§ What to work on
The answer must consist of every line from the data that holds "Option".

^^^^

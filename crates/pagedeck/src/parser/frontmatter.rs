use serde::Deserialize;

use super::PresentationMeta;

#[derive(Debug, Default, Deserialize)]
struct RawMeta {
    #[serde(default)]
    title: Option<String>,
    #[serde(default)]
    author: Option<String>,
    #[serde(default)]
    description: Option<String>,
    #[serde(default, alias = "lang")]
    language: Option<String>,
    #[serde(default, alias = "id")]
    identifier: Option<String>,
}

/// Split a leading YAML front matter block from the deck body.
///
/// A block that fails to parse is dropped with a warning; the body is kept.
pub fn extract(content: &str) -> (PresentationMeta, String) {
    let content = content.trim_start_matches('\u{feff}');
    let Some(rest) = content
        .strip_prefix("---\n")
        .or_else(|| content.strip_prefix("---\r\n"))
    else {
        return (PresentationMeta::default(), content.to_string());
    };

    let mut offset = 0;
    for line in rest.split_inclusive('\n') {
        if line.trim_end() == "---" {
            let yaml = &rest[..offset];
            let body = rest[offset + line.len()..].to_string();
            return (parse_yaml(yaml), body);
        }
        offset += line.len();
    }

    // unterminated: treat the whole thing as body
    (PresentationMeta::default(), content.to_string())
}

fn parse_yaml(yaml: &str) -> PresentationMeta {
    if yaml.trim().is_empty() {
        return PresentationMeta::default();
    }
    match serde_yaml::from_str::<RawMeta>(yaml) {
        Ok(raw) => PresentationMeta {
            title: raw.title,
            author: raw.author,
            description: raw.description,
            language: raw.language,
            identifier: raw.identifier,
        },
        Err(e) => {
            log::warn!("ignoring malformed front matter: {e}");
            PresentationMeta::default()
        }
    }
}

^^^^

§ Finished exercise
    title: Option<String>,
    author: Option<String>,
    description: Option<String>,
    language: Option<String>,
    identifier: Option<String>,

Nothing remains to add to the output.